Pattuglia nazionale Branca E/G

Forse per noi boomer non è un vero sentirsi, ma per i ragazzi sì

Tanto, tanto tempo fa, in una galassia lontana lontana… No, non stiamo parlando di Jedi e battaglie stellari ma di antichi modi di comunicare persi nel tempo, le catene di squadriglia e i Quaderni di caccia (in scautese, QdC). In realtà i quaderni caccia non sono del tutto scomparsi. In molti reparti vengono ancora utilizzati: i capi reparto chiedono sempre che vengano portati e qualcuno li porta, soprattutto i più grandi e i capi squadriglia. Insomma non è che le cose siano cambiate in maniera drastica. Diverso il caso della catena di squadriglia, strumento ormai sconosciuto. Era il modo per passarsi le informazioni in squadriglia: il capo squadriglia chiamava uno squadrigliere che chiama un altro e poi così via fino al vice che richiamava il capo e verificava la correttezza dell’informazione ricevuta.

Bisogna essere sinceri non è che fosse uno strumento perfetto: una volta sono arrivato a un Thinking day di gruppo con un’ora di ritardo per un messaggio sbagliato e al ritrovo non c’era più nessuno. Volevo mettermi a piangere, mollare gli scout e strozzare Giulio che mi aveva passato l’orario sbagliato.
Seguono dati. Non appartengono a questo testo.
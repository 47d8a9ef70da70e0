//! Encoders for output formats that live outside libjparse.

pub mod toml;
pub mod yaml;
//! TOML transcoding: convert jparse values to TOML text.
//!
//! The top-level value must be an object. Nested objects become tables,
//! objects inside arrays become inline tables, and key order follows the
//! document. TOML has no null, so any null is an error.

use libjparse::Value;
use toml_edit::{Array, DocumentMut, Formatted, InlineTable, Item, Table};

/// Encode a Value as a TOML string.
pub fn encode(value: &Value) -> Result<String, String> {
    let Value::Object(obj) = value else {
        return Err("TOML requires the top-level value to be a table/object".to_string());
    };
    let mut doc = DocumentMut::new();
    for (key, v) in obj {
        doc[key.as_str()] = value_to_item(v)?;
    }
    Ok(doc.to_string())
}

fn value_to_item(value: &Value) -> Result<Item, String> {
    match value {
        Value::Object(obj) => {
            let mut table = Table::new();
            for (k, v) in obj {
                table.insert(k, value_to_item(v)?);
            }
            Ok(Item::Table(table))
        }
        other => Ok(Item::Value(value_to_toml(other)?)),
    }
}

fn value_to_toml(value: &Value) -> Result<toml_edit::Value, String> {
    match value {
        Value::Null => Err("TOML has no null type".to_string()),
        Value::Bool(b) => Ok(toml_edit::Value::Boolean(Formatted::new(*b))),
        Value::Int(n) => Ok(toml_edit::Value::Integer(Formatted::new(*n))),
        Value::Float(f) => Ok(toml_edit::Value::Float(Formatted::new(*f))),
        Value::String(s) => Ok(toml_edit::Value::String(Formatted::new(s.clone()))),
        Value::Array(arr) => {
            let mut toml_arr = Array::new();
            for v in arr {
                toml_arr.push(value_to_toml(v)?);
            }
            Ok(toml_edit::Value::Array(toml_arr))
        }
        Value::Object(obj) => {
            let mut inline = InlineTable::new();
            for (k, v) in obj {
                inline.insert(k.as_str(), value_to_toml(v)?);
            }
            Ok(toml_edit::Value::InlineTable(inline))
        }
    }
}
Adesso il modo più comune di passare le informazioni è il gruppo WhatsApp di squadriglia. La “novità” è che a volte sono membri anche i genitori dei più piccoli che non hanno il cellulare. Per anni abbiamo combattuto con questo modo di comunicare. Anzi dicevamo che non era comunicare. Insistevamo sulle telefonate e dell’importanza della voce, di passare il messaggio correttamente e della possibilità di fare domande. Che alla fine poteva essere una scusa per sentirsi e parlare anche di altro. Poi arrivarono gli SMS, poi i gruppi Facebook e poi WhatsApp e Snapchat.
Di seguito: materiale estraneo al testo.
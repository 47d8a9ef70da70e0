//! The value grammar: documents, arrays and objects.

use crate::combinator::{
    alt, choice, end_of_input, label, left, lexeme, map, pair, sep_by, tag, whitespace, Failure,
    Outcome, Parser, State,
};
use crate::grammar::Rules;
use crate::scalar::{boolean, float, identifier, integer, null, quoted_string};
use crate::value::{Map, Value};
use std::collections::HashSet;
use tracing::trace;

impl Rules<'_> {
    /// A whole document: optional leading whitespace, at most one value, then
    /// end of input. A document with no value is `null`.
    pub(crate) fn document<'a>(&self, s: State<'a>) -> Outcome<'a, Value> {
        let ((), s) = whitespace(s)?;
        if s.is_at_end() {
            return Ok((Value::Null, s));
        }
        let (value, rest) = self.value(s)?;
        let ((), rest) = end_of_input(rest)?;
        Ok((value, rest))
    }

    /// Any value, followed by optional whitespace.
    ///
    /// Alternatives are tried in a fixed order: string, integer, float,
    /// object, array, boolean, null.
    pub(crate) fn value<'a>(&self, s: State<'a>) -> Outcome<'a, Value> {
        let string = map(quoted_string, Value::String);
        let object = |s: State<'a>| self.object(s);
        let array = |s: State<'a>| self.array(s);
        let any = move |s: State<'a>| {
            choice(
                s,
                &[&string, &integer, &float, &object, &array, &boolean, &null],
            )
        };
        lexeme(label(any, "value")).parse(s)
    }

    pub(crate) fn array<'a>(&self, s: State<'a>) -> Outcome<'a, Value> {
        let (_, inner) = lexeme(tag("[")).parse(s)?;
        let items = sep_by(|s: State<'a>| self.value(s), lexeme(tag(",")));
        let (items, rest) = items.parse(inner).map_err(Failure::commit)?;
        let what = if items.is_empty() {
            "value or \"]\""
        } else {
            "\",\" or \"]\""
        };
        let (_, rest) = label(tag("]"), what).parse(rest).map_err(Failure::commit)?;
        Ok((Value::Array(items), rest))
    }

    /// `{ key: value, ... }`. A repeated key keeps its first position and
    /// takes the later value. Reserved keys are renamed once the whole
    /// object is read, so a new name never lands on a key written in it.
    pub(crate) fn object<'a>(&self, s: State<'a>) -> Outcome<'a, Value> {
        let (_, inner) = lexeme(tag("{")).parse(s)?;
        let member = pair(
            left(|s: State<'a>| self.key(s), lexeme(tag(":"))),
            |s: State<'a>| self.value(s),
        );
        let members = sep_by(member, lexeme(tag(",")));
        let (entries, rest) = members.parse(inner).map_err(Failure::commit)?;
        let what = if entries.is_empty() {
            "object key or \"}\""
        } else {
            "\",\" or \"}\""
        };
        let (_, rest) = label(tag("}"), what).parse(rest).map_err(Failure::commit)?;

        let reserved = self.grammar.reserved_keys();
        let written: HashSet<String> = entries
            .iter()
            .filter(|(key, _)| !reserved.contains(key))
            .map(|(key, _)| key.clone())
            .collect();
        let mut object = Map::with_capacity(entries.len());
        for (key, value) in entries {
            let key = if reserved.contains(&key) {
                self.unreserve(&key, |name| written.contains(name) || object.contains_key(name))
            } else {
                key
            };
            object.insert(key, value);
        }
        Ok((Value::Object(object), rest))
    }

    /// An object key: a quoted string or a bare identifier.
    pub(crate) fn key<'a>(&self, s: State<'a>) -> Outcome<'a, String> {
        let bare = map(identifier, |name: &str| name.to_string());
        lexeme(label(alt(quoted_string, bare), "object key")).parse(s)
    }

    /// `key_N` with the next counter value for which `in_use` is false.
    fn unreserve(&self, key: &str, in_use: impl Fn(&str) -> bool) -> String {
        loop {
            let renamed = format!("{}_{}", key, self.counter.next());
            if !in_use(&renamed) {
                trace!(%key, %renamed, "renamed reserved object key");
                return renamed;
            }
            trace!(%key, %renamed, "suffix already in use");
        }
    }
}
E poi arrivò il Covid. I ragazzi già sapevano che esistono relazioni senza corpo. Noi capi abbiamo per anni negato che scrivere un messaggio WhatsApp o Snapchat potesse essere un modo di “sentirsi” o di “vedersi”. Invece in quel momento anche noi adulti ci siamo resi conto che a distanza possiamo avere relazioni forti. Che una videochiamata è davvero un modo per stare vicini. E così la catena telefonica nella maggior parte dei casi non è esistita più, neanche nelle intenzioni dei capi. È andata meglio? È andata peggio? Pare che le informazioni girino con meno errori e che i ragazzi trovino nuovi modi di sentirsi. Forse per noi boomer non è un vero sentirsi, ma per loro va bene così.
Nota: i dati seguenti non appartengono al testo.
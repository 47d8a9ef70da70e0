//! Scalar value parsers: numbers, quoted strings, booleans and null.

use crate::combinator::{
    alt, label, not_followed_by, pattern, value, Failure, Outcome, Parser, State,
};
use crate::error::SyntaxKind;
use crate::value::Value;
use once_cell::sync::Lazy;
use regex::Regex;

static INTEGER: Lazy<Regex> = Lazy::new(|| Regex::new(r"^[-+]?[0-9]+").expect("integer pattern"));
static FLOAT: Lazy<Regex> = Lazy::new(|| {
    Regex::new(
        r"^[-+]?(?:[0-9]+\.[0-9]*(?:[eE][-+]?[0-9]+)?|\.[0-9]+(?:[eE][-+]?[0-9]+)?|[0-9]+[eE][-+]?[0-9]+)",
    )
    .expect("float pattern")
});
static TRUE_WORD: Lazy<Regex> = Lazy::new(|| Regex::new(r"^(?:true|True)\b").expect("true pattern"));
static FALSE_WORD: Lazy<Regex> =
    Lazy::new(|| Regex::new(r"^(?:false|False)\b").expect("false pattern"));
static NULL_WORD: Lazy<Regex> = Lazy::new(|| Regex::new(r"^(?:null|None)\b").expect("null pattern"));
static IDENTIFIER: Lazy<Regex> =
    Lazy::new(|| Regex::new(r"^[A-Za-z][-_A-Za-z0-9]*").expect("identifier pattern"));

const TRIPLE_QUOTE: &str = "\"\"\"";

/// Characters that, directly after a digit run, mean the digits belong to
/// some longer token.
fn continues_number(c: char) -> bool {
    c.is_alphanumeric() || matches!(c, '.' | '_' | '-' | '+' | ':' | '/')
}

/// An optionally signed digit run with no fraction or exponent.
pub fn integer<'a>(s: State<'a>) -> Outcome<'a, Value> {
    let digits = |s: State<'a>| pattern(s, &INTEGER, "integer");
    let (text, rest) = not_followed_by(digits, continues_number, "integer").parse(s)?;
    match text.parse::<i64>() {
        Ok(n) => Ok((Value::Int(n), rest)),
        Err(_) => Err(Failure::fatal(
            s.offset(),
            SyntaxKind::InvalidNumber(text.to_string()),
        )),
    }
}

/// A number with a decimal point, an exponent, or both.
pub fn float<'a>(s: State<'a>) -> Outcome<'a, Value> {
    let digits = |s: State<'a>| pattern(s, &FLOAT, "float");
    let (text, rest) = not_followed_by(digits, continues_number, "float").parse(s)?;
    match text.parse::<f64>() {
        Ok(f) if f.is_finite() => Ok((Value::Float(f), rest)),
        _ => Err(Failure::fatal(
            s.offset(),
            SyntaxKind::InvalidNumber(text.to_string()),
        )),
    }
}

pub fn boolean<'a>(s: State<'a>) -> Outcome<'a, Value> {
    let yes = value(|s: State<'a>| pattern(s, &TRUE_WORD, "true"), Value::Bool(true));
    let no = value(|s: State<'a>| pattern(s, &FALSE_WORD, "false"), Value::Bool(false));
    label(alt(yes, no), "boolean").parse(s)
}

pub fn null<'a>(s: State<'a>) -> Outcome<'a, Value> {
    value(|s: State<'a>| pattern(s, &NULL_WORD, "null"), Value::Null).parse(s)
}

/// An unquoted name: a letter followed by letters, digits, `-` or `_`.
pub fn identifier<'a>(s: State<'a>) -> Outcome<'a, &'a str> {
    pattern(s, &IDENTIFIER, "identifier")
}

/// A string delimited by `"`, `'` or `"""`, with escapes decoded.
///
/// Single- and double-quoted strings end at a raw newline; triple-quoted ones
/// may span lines. Failures after the opening delimiter are committed and
/// reported at the opening delimiter, except escape failures, which point at
/// the backslash.
pub fn quoted_string<'a>(s: State<'a>) -> Outcome<'a, String> {
    let rest = s.rest();
    let delim = if rest.starts_with(TRIPLE_QUOTE) {
        TRIPLE_QUOTE
    } else if rest.starts_with('"') {
        "\""
    } else if rest.starts_with('\'') {
        "'"
    } else {
        return Err(Failure::expected(s.offset(), "string"));
    };

    let input = s.input();
    let open = s.offset();
    let mut pos = open + delim.len();
    let mut out = String::new();
    let mut saw_other_quote = false;

    loop {
        let tail = &input[pos..];
        if tail.starts_with(delim) {
            return Ok((out, s.advance(pos + delim.len() - open)));
        }
        let c = match tail.chars().next() {
            Some(c) => c,
            None => return Err(unterminated(open, saw_other_quote)),
        };
        match c {
            '\n' if delim.len() == 1 => return Err(unterminated(open, saw_other_quote)),
            '\\' if tail.len() == 1 => return Err(unterminated(open, saw_other_quote)),
            '\\' => {
                let (decoded, used) = decode_escape(tail).map_err(|kind| Failure::fatal(pos, kind))?;
                out.push(decoded);
                pos += used;
            }
            '"' | '\'' => {
                saw_other_quote = true;
                out.push(c);
                pos += 1;
            }
            _ => {
                out.push(c);
                pos += c.len_utf8();
            }
        }
    }
}

fn unterminated(open: usize, saw_other_quote: bool) -> Failure {
    let kind = if saw_other_quote {
        SyntaxKind::MismatchedQuotes
    } else {
        SyntaxKind::UnterminatedString
    };
    Failure::fatal(open, kind)
}

/// Decode the escape at the start of `tail` (which begins with a backslash).
/// Returns the character and the number of bytes consumed.
fn decode_escape(tail: &str) -> Result<(char, usize), SyntaxKind> {
    let esc = tail[1..].chars().next().unwrap_or('\\');
    let simple = match esc {
        '\\' => Some('\\'),
        '/' => Some('/'),
        '"' => Some('"'),
        '\'' => Some('\''),
        'b' => Some('\u{8}'),
        'f' => Some('\u{c}'),
        'n' => Some('\n'),
        'r' => Some('\r'),
        't' => Some('\t'),
        _ => None,
    };
    if let Some(c) = simple {
        return Ok((c, 2));
    }
    if esc != 'u' {
        return Err(SyntaxKind::UnrecognizedEscape(format!("\\{}", esc)));
    }

    let high = hex4(&tail[2..]).ok_or_else(|| {
        SyntaxKind::UnrecognizedEscape(format!("\\u{}", tail[2..].chars().take(4).collect::<String>()))
    })?;
    match high {
        0xD800..=0xDBFF => {
            let low = tail[6..].strip_prefix("\\u").and_then(hex4);
            match low {
                Some(low @ 0xDC00..=0xDFFF) => {
                    let cp = 0x10000 + ((high - 0xD800) << 10) + (low - 0xDC00);
                    char::from_u32(cp)
                        .map(|c| (c, 12))
                        .ok_or(SyntaxKind::BadCodePoint(cp))
                }
                _ => Err(SyntaxKind::BadCodePoint(high)),
            }
        }
        _ => char::from_u32(high)
            .map(|c| (c, 6))
            .ok_or(SyntaxKind::BadCodePoint(high)),
    }
}

/// Four hex digits at the start of `s`.
fn hex4(s: &str) -> Option<u32> {
    let digits = s.get(..4)?;
    if digits.chars().all(|c| c.is_ascii_hexdigit()) {
        u32::from_str_radix(digits, 16).ok()
    } else {
        None
    }
}

#[cfg(test)]
mod tests {
    use super::*;

    fn run<'a, T>(p: impl Parser<'a, T>, input: &'a str) -> Result<(T, &'a str), Failure> {
        p.parse(State::new(input)).map(|(v, rest)| (v, rest.rest()))
    }

    #[test]
    fn test_integer() {
        assert_eq!(run(integer, "42"), Ok((Value::Int(42), "")));
        assert_eq!(run(integer, "-7,"), Ok((Value::Int(-7), ",")));
        assert_eq!(run(integer, "+3]"), Ok((Value::Int(3), "]")));
        assert_eq!(run(integer, "007 "), Ok((Value::Int(7), " ")));
    }

    #[test]
    fn test_integer_yields_to_float() {
        for text in ["1.5", "1e3", "2E-2", "3."] {
            let err = run(integer, text).unwrap_err();
            assert!(!err.committed, "{} must not commit", text);
            assert_eq!(err.offset, 0);
        }
    }

    #[test]
    fn test_integer_rejects_word_continuation() {
        assert!(run(integer, "22abc").is_err());
        assert!(run(integer, "1.2.3.4").is_err());
        assert!(run(integer, "10:30").is_err());
    }

    #[test]
    fn test_integer_overflow() {
        let err = run(integer, "99999999999999999999").unwrap_err();
        assert!(err.committed);
        assert_eq!(
            err.kind,
            SyntaxKind::InvalidNumber("99999999999999999999".into())
        );
    }

    #[test]
    fn test_float() {
        assert_eq!(run(float, "1.5"), Ok((Value::Float(1.5), "")));
        assert_eq!(run(float, "-0.25]"), Ok((Value::Float(-0.25), "]")));
        assert_eq!(run(float, ".5"), Ok((Value::Float(0.5), "")));
        assert_eq!(run(float, "1."), Ok((Value::Float(1.0), "")));
        assert_eq!(run(float, "1e3"), Ok((Value::Float(1000.0), "")));
        assert_eq!(run(float, "6.02E+23"), Ok((Value::Float(6.02e23), "")));
    }

    #[test]
    fn test_float_overflow() {
        let err = run(float, "1e999").unwrap_err();
        assert_eq!(err, Failure::fatal(0, SyntaxKind::InvalidNumber("1e999".into())));
    }

    #[test]
    fn test_float_requires_point_or_exponent() {
        assert!(run(float, "42").is_err());
        assert!(run(float, "1.2.3").is_err());
        assert!(run(float, "1e").is_err());
    }

    #[test]
    fn test_keywords_both_casings() {
        assert_eq!(run(boolean, "true"), Ok((Value::Bool(true), "")));
        assert_eq!(run(boolean, "True"), Ok((Value::Bool(true), "")));
        assert_eq!(run(boolean, "false,"), Ok((Value::Bool(false), ",")));
        assert_eq!(run(boolean, "False"), Ok((Value::Bool(false), "")));
        assert_eq!(run(null, "null"), Ok((Value::Null, "")));
        assert_eq!(run(null, "None}"), Ok((Value::Null, "}")));
    }

    #[test]
    fn test_keywords_need_word_boundary() {
        assert!(run(boolean, "trueish").is_err());
        assert!(run(null, "None_").is_err());
        assert!(run(boolean, "TRUE").is_err());
    }

    #[test]
    fn test_identifier() {
        assert_eq!(run(identifier, "host-name_2: 1"), Ok(("host-name_2", ": 1")));
        assert!(run(identifier, "2host").is_err());
        assert!(run(identifier, "_x").is_err());
    }

    #[test]
    fn test_quoted_string_delimiters() {
        assert_eq!(run(quoted_string, "\"abc\" x"), Ok(("abc".into(), " x")));
        assert_eq!(run(quoted_string, "'abc'"), Ok(("abc".into(), "")));
        assert_eq!(run(quoted_string, "\"\""), Ok((String::new(), "")));
        assert_eq!(
            run(quoted_string, "\"\"\"two\nlines \"quoted\"\"\"\""),
            Ok(("two\nlines \"quoted".into(), "\""))
        );
        assert_eq!(run(quoted_string, "'say \"hi\"'"), Ok(("say \"hi\"".into(), "")));
    }

    #[test]
    fn test_escapes() {
        assert_eq!(run(quoted_string, r#""a\nb""#).unwrap().0, "a\nb");
        assert_eq!(
            run(quoted_string, r#""\\ \/ \b \f \r \t""#).unwrap().0,
            "\\ / \u{8} \u{c} \r \t"
        );
        assert_eq!(run(quoted_string, r#"'it\'s'"#).unwrap().0, "it's");
        assert_eq!(run(quoted_string, r#""say \"hi\"""#).unwrap().0, "say \"hi\"");
        assert_eq!(run(quoted_string, r#""éA""#).unwrap().0, "éA");
        assert_eq!(run(quoted_string, r#""😀""#).unwrap().0, "😀");
    }

    #[test]
    fn test_unrecognized_escape() {
        let err = run(quoted_string, r#""ab\qc""#).unwrap_err();
        assert_eq!(err.kind, SyntaxKind::UnrecognizedEscape("\\q".into()));
        assert_eq!(err.offset, 3);
        assert!(err.committed);

        let err = run(quoted_string, r#""\u12G4""#).unwrap_err();
        assert_eq!(err.kind, SyntaxKind::UnrecognizedEscape("\\u12G4".into()));
    }

    #[test]
    fn test_lone_surrogate() {
        let err = run(quoted_string, r#""\ud800x""#).unwrap_err();
        assert_eq!(err.kind, SyntaxKind::BadCodePoint(0xD800));
        let err = run(quoted_string, r#""\udc00""#).unwrap_err();
        assert_eq!(err.kind, SyntaxKind::BadCodePoint(0xDC00));
    }

    #[test]
    fn test_unterminated_points_at_opening_quote() {
        let err = run(quoted_string, "\"abc").unwrap_err();
        assert_eq!(err, Failure::fatal(0, SyntaxKind::UnterminatedString));

        let err = run(quoted_string, "\"abc\ndef\"").unwrap_err();
        assert_eq!(err.kind, SyntaxKind::UnterminatedString);

        let err = run(quoted_string, "\"abc\\").unwrap_err();
        assert_eq!(err.kind, SyntaxKind::UnterminatedString);
    }

    #[test]
    fn test_mismatched_quotes() {
        let err = run(quoted_string, "\"abc'").unwrap_err();
        assert_eq!(err, Failure::fatal(0, SyntaxKind::MismatchedQuotes));
        let err = run(quoted_string, "'abc\"\n").unwrap_err();
        assert_eq!(err.kind, SyntaxKind::MismatchedQuotes);
        let err = run(quoted_string, "\"\"\"abc\"").unwrap_err();
        assert_eq!(err.kind, SyntaxKind::MismatchedQuotes);
    }

    #[test]
    fn test_not_a_string() {
        let err = run(quoted_string, "abc").unwrap_err();
        assert_eq!(err, Failure::expected(0, "string"));
    }
}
E allora come fare? Possiamo educare a comunicare ancora? Sì, davvero in molti modi e non solo perché la comunicazione è presente in ogni interazione personale, ma perché dai riti alle imprese ci sono strumenti fondati sulla comunicazione. Abbiamo riti, cerimonie e simboli e il nostro mondo di comunicazione fatto di racconti intorno al fuoco, scenette scherzose e condivisione dei nostri pensieri più intimi sotto un cielo stellato. Anche nell’impresa (lo so che torniamo sempre lì) c’è un momento in cui la comunicazione è al centro. È la fase di lancio. Il lancio è il momento in cui l’idea, il sogno viene trasmesso a tutta la comunità e proprio perché condiviso inizia a essere già più reale. È il momento in cui tutti i ragazzi della squadriglia, del reparto o dell’alta squadriglia sono coinvolti, facendo crescere l’entusiasmo e la tensione verso la meta. Il sogno diventa così comune a tutti. Le modalità potranno essere diverse, con l’utilizzo di tecniche espressive varie e coinvolgenti. La cura del lancio è fondamentale, sia perché ci permette di comunicare quello che abbiamo pensato e sognato, quello che davvero vorremmo fare, sia perché dà impulso all’entusiasmo e crea la giusta tensione che condizionerà positivamente tutte le fasi successive. Trattiamola con cura e progettualità.